• [WORK TO COMPLETE] Go through the entries below from the first line and transcribe each one exactly, ending with the line that contains "pub mod cutoff;".

• [ENTRIES SUPPLIED]
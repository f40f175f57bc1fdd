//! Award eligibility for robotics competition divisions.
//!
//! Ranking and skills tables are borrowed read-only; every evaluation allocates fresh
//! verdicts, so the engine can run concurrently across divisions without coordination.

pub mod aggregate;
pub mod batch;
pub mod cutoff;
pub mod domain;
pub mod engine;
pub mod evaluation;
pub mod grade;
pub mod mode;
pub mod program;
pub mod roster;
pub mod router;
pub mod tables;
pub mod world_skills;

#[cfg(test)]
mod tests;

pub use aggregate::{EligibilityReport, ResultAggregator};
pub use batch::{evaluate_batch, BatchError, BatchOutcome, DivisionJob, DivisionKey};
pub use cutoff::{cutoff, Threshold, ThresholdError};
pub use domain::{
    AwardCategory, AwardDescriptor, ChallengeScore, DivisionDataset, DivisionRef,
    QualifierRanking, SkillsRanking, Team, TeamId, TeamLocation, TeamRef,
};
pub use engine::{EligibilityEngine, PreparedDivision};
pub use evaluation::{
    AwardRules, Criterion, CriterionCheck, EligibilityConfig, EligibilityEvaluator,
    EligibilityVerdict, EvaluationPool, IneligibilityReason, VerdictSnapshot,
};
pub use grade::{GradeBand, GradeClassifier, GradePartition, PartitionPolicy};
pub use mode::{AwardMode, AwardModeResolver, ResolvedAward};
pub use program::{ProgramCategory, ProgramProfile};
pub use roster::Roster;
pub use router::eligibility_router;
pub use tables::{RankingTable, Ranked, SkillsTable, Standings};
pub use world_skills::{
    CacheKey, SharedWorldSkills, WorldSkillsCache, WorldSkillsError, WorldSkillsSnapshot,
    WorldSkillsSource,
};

• [ANSWER FOR THIS EXERCISE]
repository f40f175f57bc1fdd
//! Award eligibility for robotics competition divisions.
//!
//! Ranking and skills tables are borrowed read-only; every evaluation allocates fresh
//! verdicts, so the engine can run concurrently across divisions without coordination.

pub mod aggregate;
pub mod batch;
pub mod cutoff;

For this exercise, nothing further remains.